Fin de semana de encuentros y reflexiones. El viernes, comida con Rais. Como viene siendo habitual en nuestros últimos encuentros no acertamos con el restaurante en esta Barcelona de sitios caros y platos mal cocinados pensados para turistas que, se sospecha, no volverán: si los propietarios creyeran lo contrario no hay manera de entender cómo son capaces de cobrar cantidades indecentes por cartas deplorables. Con todo, como siempre es un placer hablar con Rais no sólo por la larguísima y profunda amistad que nos une sino por su capacidad para escuchar y la audacia de sus planteamientos, la comida en realidad es lo de menos. Entre los muchos asuntos acerca de los que hablamos, uno recogió nuestra atención durante bastante tiempo por la amplitud de sus consecuencias: la crítica a la reducción de la ética a la política que la mayor parte de la izquierda ha realizado históricamente y de la que ambos participamos con entusiasmo durante años y por la que, por ejemplo, criticamos a Foucault o Derrida en su momento. Ahora entendemos mucho mejor el
ethical turn del primero o la resistencia a subsumir la primera en la segunda del argelino. Ahora (hemos tardado mucho, es verdad) comprendemos la irrenunciabilidad de la ética y, cuanto menos, la necesidad de evitar su sumisión a la política: sin una reflexión previa o simultánea sobre la eticidad individual las puertas al totalitarismo político se abren de par en par.
El domingo,
vermouth en la Plaza del Sol con Eduardo Moga.
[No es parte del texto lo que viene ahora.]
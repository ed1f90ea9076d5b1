//! Windowed latency aggregation.
//!
//! Samples land in per-interval buckets, each a running Welford
//! accumulator, over a bounded sliding window. Summaries merge buckets so
//! both the whole window and just the most recent stretch can be read.

use std::collections::VecDeque;
use std::time::Duration;

/// Running mean/variance accumulator.
#[derive(Debug, Default, Clone, Copy)]
pub struct Welford {
    count: f64,
    mean: f64,
    m2: f64,
}

impl Welford {
    pub fn update(&mut self, value: f64) {
        self.count += 1.0;
        let delta = value - self.mean;
        self.mean += delta / self.count;
        self.m2 += delta * (value - self.mean);
    }

    /// Parallel combine of two accumulators.
    pub fn merge(&mut self, other: &Welford) {
        if other.count == 0.0 {
            return;
        }
        if self.count == 0.0 {
            *self = *other;
            return;
        }

        let count = self.count + other.count;
        let delta = other.mean - self.mean;
        self.mean += delta * other.count / count;
        self.m2 += other.m2 + delta * delta * self.count * other.count / count;
        self.count = count;
    }

    pub fn count(&self) -> f64 {
        self.count
    }

    pub fn mean(&self) -> f64 {
        self.mean
    }

    pub fn variance(&self) -> f64 {
        if self.count < 2.0 {
            return 0.0;
        }
        self.m2 / self.count
    }

    pub fn std_dev(&self) -> f64 {
        self.variance().sqrt()
    }
}

struct Bucket {
    start: Duration,
    stats: Welford,
}

/// Sliding window of Welford buckets keyed by sample time.
pub struct LatencyAggregate {
    update_interval: Duration,
    window_len: usize,
    buckets: VecDeque<Bucket>,
}

impl LatencyAggregate {
    pub fn new(update_interval: Duration, window_length: Duration) -> Self {
        let window_len = (window_length.as_nanos() / update_interval.as_nanos().max(1)).max(1);
        Self {
            update_interval,
            window_len: window_len as usize,
            buckets: VecDeque::new(),
        }
    }

    /// Records `value` at time `at` (measured from any fixed epoch, as
    /// long as callers are consistent).
    pub fn update(&mut self, at: Duration, value: f64) {
        let needs_bucket = match self.buckets.back() {
            Some(bucket) => at >= bucket.start + self.update_interval,
            None => true,
        };
        if needs_bucket {
            self.buckets.push_back(Bucket {
                start: at,
                stats: Welford::default(),
            });
            while self.buckets.len() > self.window_len {
                self.buckets.pop_front();
            }
        }

        if let Some(bucket) = self.buckets.back_mut() {
            bucket.stats.update(value);
        }
    }

    /// Merged statistics over the whole window.
    pub fn summarize(&self) -> Welford {
        let mut merged = Welford::default();
        for bucket in &self.buckets {
            merged.merge(&bucket.stats);
        }
        merged
    }

    /// Merged statistics over the trailing `duration` of the window.
    pub fn summarize_last(&self, duration: Duration) -> Welford {
        let newest = match self.buckets.back() {
            Some(bucket) => bucket.start + self.update_interval,
            None => return Welford::default(),
        };
        let cutoff = newest.saturating_sub(duration);

        let mut merged = Welford::default();
        for bucket in self.buckets.iter().rev() {
            if bucket.start + self.update_interval <= cutoff {
                break;
            }
            merged.merge(&bucket.stats);
        }
        merged
    }
}

#[cfg(test)]
mod tests {
    use super::*;

    #[test]
    fn test_welford_mean_and_std_dev() {
        let mut w = Welford::default();
        for v in [2.0, 4.0, 4.0, 4.0, 5.0, 5.0, 7.0, 9.0] {
            w.update(v);
        }
        assert!((w.mean() - 5.0).abs() < 1e-9);
        assert!((w.std_dev() - 2.0).abs() < 1e-9);
    }

    #[test]
    fn test_welford_merge_equals_sequential() {
        let mut all = Welford::default();
        let mut a = Welford::default();
        let mut b = Welford::default();
        for i in 0..100 {
            let v = (i % 13) as f64;
            all.update(v);
            if i < 40 {
                a.update(v);
            } else {
                b.update(v);
            }
        }

        a.merge(&b);
        assert!((a.mean() - all.mean()).abs() < 1e-9);
        assert!((a.variance() - all.variance()).abs() < 1e-6);
        assert_eq!(a.count(), all.count());
    }

    #[test]
    fn test_window_evicts_old_buckets() {
        let mut agg = LatencyAggregate::new(Duration::from_secs(1), Duration::from_secs(3));

        for sec in 0..10u64 {
            agg.update(Duration::from_secs(sec), sec as f64);
        }

        // only the last three buckets remain
        let merged = agg.summarize();
        assert_eq!(merged.count(), 3.0);
        assert!((merged.mean() - 8.0).abs() < 1e-9);
    }

    #[test]
    fn test_summarize_last_subset() {
        let mut agg = LatencyAggregate::new(Duration::from_secs(1), Duration::from_secs(10));

        for sec in 0..6u64 {
            agg.update(Duration::from_secs(sec), sec as f64);
        }

        let recent = agg.summarize_last(Duration::from_secs(2));
        assert_eq!(recent.count(), 2.0);
        assert!((recent.mean() - 4.5).abs() < 1e-9);

        let whole = agg.summarize();
        assert_eq!(whole.count(), 6.0);
    }
}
Aunque no nos conocemos desde hace mucho y lo que me une a él es más fino y quebradizo, más contextual y lábil, tiene uno la sensación de que hay un vasto espacio a explorar presidido por la indefinible promesa de una amistad en la que escritura, vivencia y finitud se anudarían sosegada y fecundamente de esa manera siempre inconcebible pero presentida que inspiran algunos de mis deseos respecto a los demás. También, aparte de los intercambios más cotidianos y jocosos - pero como en el caso de Rais imprescindibles - algunas reflexiones interesantes acerca de la traducción, el capital simbólico, Celan, etc. Al final, como la anterior vez que nos vimos, una sensación satisfactoria en la que se mezclan la alegría y la envidia: alegría por hallar un interlocutor con el que poder dialogar francamente acerca de la vida en la República de las Letras y sobre ésta; envidia por su capacidad de mantener el equilibrio entre las servidumbres de la pertenencia a ésta y el mantenimiento de una franja de ser ajena y distante, algo que uno nunca ha logrado y por lo que también, aunque no únicamente, vive en este exilio eremítico respecto a ese mundo idealizado. Él sabe que no es un patricio con residencia asegurada. Habita en un barrio más modesto, sabe qué peajes ha de pagar y los abona para que le permitan deambular por el centro de la República pero no parece sentir melancolía alguna por retornar cuando el pase ha caducado.
Amplitud y vastedad gracias a ellos que ensancha este angosto valle en el que a menudo uno habita.